Articolo di Luciano Canova, Divulgatore, autore di Economia dell’ottimismo (Il Saggiatore)


Artser Lab è il think tank di Artser e produce idee e contenuti, analisi ed approfondimenti per chi guida le imprese. 

A cura di Antonio Belloni, Head of research department Artser Lab.


Autore: Luciano Canova
Divulgatore, autore di Economia dell’ottimismo (Il Saggiatore)
Sitografia di interesse: https://www.oecd.org/en/about/programmes/piaac.html#publications
Consigli di lettura: Tim Harford, The Data Detective. Ten easy rules to make sense of statistics, Riverhead Books, 2021

«Ci sono due giovani pesci che nuotano uno vicino all’altro e incontrano un pesce più anziano che, nuotando in direzione opposta, fa loro un cenno di saluto e poi dice “Buongiorno ragazzi. Com’è l’acqua?” I due giovani pesci continuano a nuotare per un po’, e poi uno dei due guarda l’altro e gli chiede “ma cosa diavolo è l’acqua?”».

Ecco: per molte PMI italiane i dati sono proprio quell’acqua come nel celebre aneddoto di David Foster Wallace. Ci nuotiamo dentro (fatture, scorte, ticket, preventivi, ordini) ma fatichiamo a chiamarla per nome, a usarla per scegliere, a farne cultura.

La cultura del dato non è una collezione di dashboard brillanti; è il modo in cui, quando nessuno guarda, prendiamo decisioni. Se al primo segnale di pressione torniamo all’istinto, al “si è sempre fatto così”, il problema non è tecnico ma umano: fiducia, abitudini, paure, incentivi.

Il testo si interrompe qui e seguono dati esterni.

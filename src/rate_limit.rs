//! In-memory rate limiting for AI lead analysis.
//!
//! DESIGN
//! ======
//! Sliding-window counters backed by `HashMap<Uuid, VecDeque<Instant>>`.
//! Two limits enforced:
//! - Per-user: 5 analysis requests/min
//! - Global: 20 gateway calls/min
//!
//! Both windows are configurable through `RATE_LIMIT_*` env vars. The
//! limiter is process-local; running several replicas multiplies the budget.

use std::collections::{HashMap, VecDeque};
use std::sync::Mutex;
use std::time::{Duration, Instant};

use uuid::Uuid;

const DEFAULT_PER_USER_LIMIT: usize = 5;
const DEFAULT_PER_USER_WINDOW_SECS: u64 = 60;

const DEFAULT_GLOBAL_LIMIT: usize = 20;
const DEFAULT_GLOBAL_WINDOW_SECS: u64 = 60;

#[derive(Debug, Clone, Copy, PartialEq, Eq)]
pub struct RateLimitConfig {
    pub per_user_limit: usize,
    pub per_user_window: Duration,
    pub global_limit: usize,
    pub global_window: Duration,
}

impl RateLimitConfig {
    #[must_use]
    pub fn from_env() -> Self {
        let per_user_window_secs = env_parse("RATE_LIMIT_PER_USER_WINDOW_SECS", DEFAULT_PER_USER_WINDOW_SECS);
        let global_window_secs = env_parse("RATE_LIMIT_GLOBAL_WINDOW_SECS", DEFAULT_GLOBAL_WINDOW_SECS);

        Self {
            per_user_limit: env_parse("RATE_LIMIT_PER_USER", DEFAULT_PER_USER_LIMIT),
            per_user_window: Duration::from_secs(per_user_window_secs),
            global_limit: env_parse("RATE_LIMIT_GLOBAL", DEFAULT_GLOBAL_LIMIT),
            global_window: Duration::from_secs(global_window_secs),
        }
    }
}

impl Default for RateLimitConfig {
    fn default() -> Self {
        Self {
            per_user_limit: DEFAULT_PER_USER_LIMIT,
            per_user_window: Duration::from_secs(DEFAULT_PER_USER_WINDOW_SECS),
            global_limit: DEFAULT_GLOBAL_LIMIT,
            global_window: Duration::from_secs(DEFAULT_GLOBAL_WINDOW_SECS),
        }
    }
}

fn env_parse<T>(key: &str, default: T) -> T
where
    T: std::str::FromStr + Copy,
{
    std::env::var(key)
        .ok()
        .and_then(|v| v.parse::<T>().ok())
        .unwrap_or(default)
}

// =============================================================================
// ERROR TYPE
// =============================================================================

#[derive(Debug, thiserror::Error)]
#[allow(clippy::enum_variant_names)]
pub enum RateLimitError {
    #[error("per-user rate limit exceeded (max {limit} requests/{window_secs}s)")]
    PerUserExceeded { limit: usize, window_secs: u64 },
    #[error("global rate limit exceeded (max {limit} requests/{window_secs}s)")]
    GlobalExceeded { limit: usize, window_secs: u64 },
}

impl crate::frame::ErrorCode for RateLimitError {
    fn error_code(&self) -> &'static str {
        "E_RATE_LIMITED"
    }

    fn retryable(&self) -> bool {
        true
    }
}

// =============================================================================
// RATE LIMITER
// =============================================================================

#[derive(Clone)]
pub struct RateLimiter {
    inner: std::sync::Arc<Mutex<RateLimiterInner>>,
    config: RateLimitConfig,
}

struct RateLimiterInner {
    /// Per-user request timestamps.
    user_requests: HashMap<Uuid, VecDeque<Instant>>,
    /// Global request timestamps.
    global_requests: VecDeque<Instant>,
}

impl RateLimiter {
    #[must_use]
    pub fn new() -> Self {
        Self::with_config(RateLimitConfig::from_env())
    }

    #[must_use]
    pub fn with_config(config: RateLimitConfig) -> Self {
        Self {
            inner: std::sync::Arc::new(Mutex::new(RateLimiterInner {
                user_requests: HashMap::new(),
                global_requests: VecDeque::new(),
            })),
            config,
        }
    }

    /// Check both per-user and global rate limits, then record the request.
    ///
    /// # Errors
    ///
    /// Returns which window is exhausted. Nothing is recorded on rejection.
    pub fn check_and_record(&self, user_id: Uuid) -> Result<(), RateLimitError> {
        self.check_and_record_at(user_id, Instant::now())
    }

    fn check_and_record_at(&self, user_id: Uuid, now: Instant) -> Result<(), RateLimitError> {
        let mut inner = self
            .inner
            .lock()
            .unwrap_or_else(std::sync::PoisonError::into_inner);
        let cfg = self.config;

        prune_window(&mut inner.global_requests, now, cfg.global_window);
        if inner.global_requests.len() >= cfg.global_limit {
            return Err(RateLimitError::GlobalExceeded {
                limit: cfg.global_limit,
                window_secs: cfg.global_window.as_secs(),
            });
        }

        let user_deque = inner.user_requests.entry(user_id).or_default();
        prune_window(user_deque, now, cfg.per_user_window);
        if user_deque.len() >= cfg.per_user_limit {
            return Err(RateLimitError::PerUserExceeded {
                limit: cfg.per_user_limit,
                window_secs: cfg.per_user_window.as_secs(),
            });
        }

        user_deque.push_back(now);
        inner.global_requests.push_back(now);

        Ok(())
    }
}

impl Default for RateLimiter {
    fn default() -> Self {
        Self::new()
    }
}

// =============================================================================
// HELPERS
// =============================================================================

fn prune_window(deque: &mut VecDeque<Instant>, now: Instant, window: Duration) {
    while let Some(&front) = deque.front() {
        if now.duration_since(front) > window {
            deque.pop_front();
        } else {
            break;
        }
    }
}

#[cfg(test)]
#[path = "rate_limit_test.rs"]
mod tests;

È qui che tanti progetti falliscono: i numeri ci sono, ma non cambiano i comportamenti.

Una formula

Un modo utile per orientarsi è una formula semplice:

IMPATTO = STRATEGIA × FONDAMENTA × CULTURA

La strategia indica la rotta, le fondamenta (qualità, accesso, governance) rendono i dati disponibili, ma è la cultura a trasformare tutto in pratica. Se la cultura vale zero, il prodotto finale è zero: anche l’infrastruttura migliore si sgonfia davanti a riunioni in cui prevale la voce più forte.
Nel tessuto italiano le barriere hanno nomi precisi.

C’è un tema cognitivo: ragionare in probabilità costa fatica, e molte persone si sentono “negate per i numeri”. Non aiuta che circa un terzo degli adulti italiani resti intrappolata in un livello di competenze matematiche molto basilari, con difficoltà a leggere grafici o a comporre più passaggi logici.

In molti casi il titolare accentra l’informazione, la vede come un segreto di famiglia, non come un bene condiviso. Risultato: poca democratizzazione del dato e processi che non imparano da ciò che misurano.

C’è poi la dimensione strutturale: microimprese numerosissime (la statistica nemmeno zombie, ma proprio di vivo morente, che vede una percentuale molto superiore al 90% di microimprese da decenni), risorse scarse, pochi ruoli dedicati a controllo di gestione o analisi, bassa adozione di strumenti di analytics rispetto alla media UE.

Non è solo questione di costi: mancano tempo, competenze e (soprattutto) una narrativa aziendale che trasformi il dato da ansia da prestazione ad alleato quotidiano.
 

Come si vince la resistenza

Primo: trattiamo la cultura come una trasformazione organizzativa, non come un corso di software. Servono tre “T”: tempo per apprendere, fiducia (sarebbe “trust” in inglese) per sperimentare senza paura di sbagliare, training continuo e agganciato al lavoro reale.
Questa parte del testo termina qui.